But my interest in Carman did not waver. In 1992 when he was pitching for the Texas Rangers' farm system, he got a call up to the major leagues right when my dad was leaving on a trip to Texas to see a game. I stuffed his pockets with Don Carman cards in case he saw him. I had no interest in the Rangers' ace, Nolan Ryan.


In 1994, Carman was attempting a comeback with my beloved Phillies in spring training. Our family took a vacation to Clearwater, where the Phillies trained, and I asked my dad if we could try and find Carman on the practice fields. We got lucky, catching him as he was in between drills. I got his autograph, asked him a couple questions, and my dad snapped a picture (see above). I was complete.


Today, twenty-one years later, Carman and I had our reunion.

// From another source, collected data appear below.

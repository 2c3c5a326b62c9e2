//! Restores meta files from the archive written by [`crate::archive::compress`].

use std::fs::{self, File};
use std::io;
use std::path::PathBuf;

use serde::Serialize;
use tracing::{debug, info};
use zip::ZipArchive;

use crate::config::Config;
use crate::MetaError;

#[derive(Debug, Default, Serialize)]
pub struct RestoreReport {
    /// Root-relative paths written from the archive.
    pub files: Vec<PathBuf>,
}

/// Extracts every file entry of [`Config::archive_path`] into the root,
/// overwriting files that already exist. Directory entries only create
/// directories. An entry that would land outside the root aborts the run.
pub fn restore(config: &Config) -> Result<RestoreReport, MetaError> {
    config.validate()?;
    let archive_path = config.archive_path();
    if !archive_path.is_file() {
        return Err(MetaError::ArchiveNotFound(archive_path));
    }

    info!(archive = %archive_path.display(), "extracting meta files");
    let file = File::open(&archive_path).map_err(|e| MetaError::io(&archive_path, e))?;
    let mut zip = ZipArchive::new(file).map_err(|e| MetaError::zip(&archive_path, e))?;

    let mut report = RestoreReport::default();
    for i in 0..zip.len() {
        let extracted = extract_entry(config, &mut zip, i);
        match extracted {
            Ok(Some(rel)) => {
                info!("{}", rel.display());
                report.files.push(rel);
            }
            Ok(None) => {}
            Err(err) => return Err(MetaError::aborted(report.files, err)),
        }
    }

    info!(files = report.files.len(), "SUCCESS");
    Ok(report)
}

/// Writes entry `index` below the root. Returns the relative path for file
/// entries and `None` for directories.
fn extract_entry(
    config: &Config,
    zip: &mut ZipArchive<File>,
    index: usize,
) -> Result<Option<PathBuf>, MetaError> {
    let archive_path = config.archive_path();
    let mut entry = zip.by_index(index).map_err(|e| MetaError::zip(&archive_path, e))?;
    let rel = entry
        .enclosed_name()
        .map(PathBuf::from)
        .ok_or_else(|| MetaError::UnsafeEntry(entry.name().to_string()))?;
    let dest = config.root.join(&rel);

    if entry.is_dir() {
        debug!(path = %rel.display(), "creating directory");
        fs::create_dir_all(&dest).map_err(|e| MetaError::io(&dest, e))?;
        return Ok(None);
    }

    if let Some(parent) = dest.parent() {
        fs::create_dir_all(parent).map_err(|e| MetaError::io(parent, e))?;
    }
    let mut out = File::create(&dest).map_err(|e| MetaError::io(&dest, e))?;
    io::copy(&mut entry, &mut out).map_err(|e| MetaError::io(&dest, e))?;
    Ok(Some(rel))
}

#[cfg(test)]
mod tests {
    use super::*;
    use std::io::Write;
    use tempfile::tempdir;
    use zip::write::FileOptions;
    use zip::ZipWriter;

    fn build_archive(config: &Config, entries: &[(&str, &[u8])]) {
        let mut zip = ZipWriter::new(File::create(config.archive_path()).unwrap());
        for (name, data) in entries {
            zip.start_file(*name, FileOptions::default()).unwrap();
            zip.write_all(data).unwrap();
        }
        zip.finish().unwrap();
    }

    #[test]
    fn writes_entries_and_overwrites_existing() {
        let dir = tempdir().unwrap();
        let config = Config::new(dir.path());
        build_archive(&config, &[("a/x.meta", b"new x"), ("a/b/y.meta", b"y")]);
        fs::create_dir_all(dir.path().join("a")).unwrap();
        fs::write(dir.path().join("a/x.meta"), b"old x").unwrap();

        let report = restore(&config).unwrap();

        assert_eq!(report.files, vec![PathBuf::from("a/x.meta"), PathBuf::from("a/b/y.meta")]);
        assert_eq!(fs::read(dir.path().join("a/x.meta")).unwrap(), b"new x");
        assert_eq!(fs::read(dir.path().join("a/b/y.meta")).unwrap(), b"y");
    }

    #[test]
    fn missing_archive_is_reported() {
        let dir = tempdir().unwrap();
        let err = restore(&Config::new(dir.path())).unwrap_err();
        assert!(matches!(err, MetaError::ArchiveNotFound(_)));
        assert_eq!(err.class(), crate::ErrorClass::InvalidInput);
    }

    #[test]
    fn entries_escaping_the_root_are_refused() {
        let dir = tempdir().unwrap();
        let root = dir.path().join("project");
        fs::create_dir_all(&root).unwrap();
        let config = Config::new(&root);
        build_archive(&config, &[("ok.meta", b"1"), ("../evil.meta", b"2")]);

        let err = restore(&config).unwrap_err();

        assert!(matches!(&err, MetaError::Aborted { source, .. } if matches!(**source, MetaError::UnsafeEntry(_))));
        assert_eq!(err.processed(), &[PathBuf::from("ok.meta")]);
        assert!(!dir.path().join("evil.meta").exists());
    }
}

I paced in the gift shop of the Naples Zoo, waiting for him to arrive and more nervous than I'd been to meet any of the other players in the pack. 


I instantly recognized his tall, lanky frame when he walked in.

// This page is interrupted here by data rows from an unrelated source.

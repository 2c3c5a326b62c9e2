//! # Cleaner
//!
//! Removes every meta file below the working root. Deletions are immediate;
//! there is no dry-run mode.

use std::fs;
use std::io;
use std::path::{Path, PathBuf};

use serde::Serialize;
use tracing::{info, warn};

use crate::config::Config;
use crate::walk;
use crate::MetaError;

/// Outcome of a cleaner run. All paths are relative to the root.
#[derive(Debug, Default, Serialize)]
pub struct CleanReport {
    pub removed: Vec<PathBuf>,
    /// Files that could not be removed, with the reason. Only filled when
    /// [`Config::keep_going`] is set.
    pub failed: Vec<(PathBuf, String)>,
}

impl CleanReport {
    pub fn is_success(&self) -> bool {
        self.failed.is_empty()
    }
}

/// Deletes every meta file under `config.root`.
///
/// By default the first failure stops the walk and is returned as
/// [`MetaError::Aborted`], listing the files removed so far. With
/// `keep_going` failures are collected in the report instead.
pub fn clean(config: &Config) -> Result<CleanReport, MetaError> {
    clean_with(config, |path| fs::remove_file(path))
}

/// [`clean`] with the removal step supplied by the caller.
pub(crate) fn clean_with<F>(config: &Config, mut remove: F) -> Result<CleanReport, MetaError>
where
    F: FnMut(&Path) -> io::Result<()>,
{
    config.validate()?;
    info!(root = %config.root.display(), "deleting meta files");

    let mut report = CleanReport::default();
    for entry in walk::meta_files(&config.root, None) {
        match remove_one(config, entry, &mut remove) {
            Ok(rel) => {
                info!("{}", rel.display());
                report.removed.push(rel);
            }
            Err((rel, err)) if config.keep_going => {
                warn!(path = %rel.display(), error = %err, "could not remove meta file");
                report.failed.push((rel, err.to_string()));
            }
            Err((_, err)) => return Err(MetaError::aborted(report.removed, err)),
        }
    }

    if report.is_success() {
        info!(removed = report.removed.len(), "SUCCESS");
    } else {
        warn!(removed = report.removed.len(), failed = report.failed.len(), "finished with failures");
    }
    Ok(report)
}

fn remove_one<F>(
    config: &Config,
    entry: Result<PathBuf, MetaError>,
    remove: &mut F,
) -> Result<PathBuf, (PathBuf, MetaError)>
where
    F: FnMut(&Path) -> io::Result<()>,
{
    let path = entry.map_err(|e| (walk_error_path(config, &e), e))?;
    let rel = config
        .relative(&path)
        .map(PathBuf::from)
        .map_err(|e| (path.clone(), e))?;
    remove(&path).map_err(|e| (rel.clone(), MetaError::io(&path, e)))?;
    Ok(rel)
}

fn walk_error_path(config: &Config, err: &MetaError) -> PathBuf {
    match err {
        MetaError::Walk { path, .. } => config
            .relative(path)
            .map(PathBuf::from)
            .unwrap_or_else(|_| path.clone()),
        _ => PathBuf::new(),
    }
}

"You must be Brad," he said, taking my outstretched hand with an almost bashful grin. His skin had a reddish hue from years spent in the Florida sun, and his peninsular hairline had remarkably not retreated in the past two decades, although there was a lot more gray. 


Carman's head sat slightly forward on his shoulders, his body still strong and wiry, the result of years of martial arts and conditioning training under Gus Hoefling, who was also Steve Carlton's training guru. While his default expression was dry and stoic, his searching blue eyes hinted at the complexity that lay below. 


Carman, you see, is always observing. It's what he did as a child in rural Oklahoma, painfully shy, called stupid by classmates and teachers alike. He quickly was branded as "different," "weird," "special." He heard the taunts and felt the pain they caused, but had a preternatural ability to step outside himself, to detach from the moment to recognize something as it was happening as a neutral observer, even if he was the object of the scorn. He remembers being yelled at and wondering to himself, without self-pity, "how could an adult be that cruel?"


​It is a skill and potential that would not go fulfilled until Don Carman found his true calling in life: sports psychologist.


He works for sports agent Scott Boras, an itinerant sounding board for some of the game's biggest stars.


Walking outside, we grabbed some food from the cafe and settled in at a table near one of the show stages. Over the next few hours, we saw giraffes, coyotes, and anteaters. We discussed theories of evolution, Mike Schmidt, and parenthood. I listened. Carman listened. 


And afterwards, sitting in the Naples Zoo parking lot and putting away my notebook, one of Carman's comments rang in my ears, something he mentioned in discussing how how he handled the transition at the end of his career.


"In life, we don't get to write the script. We only get to respond."


You can have goals, but don't attach to expectations. You can only control so much.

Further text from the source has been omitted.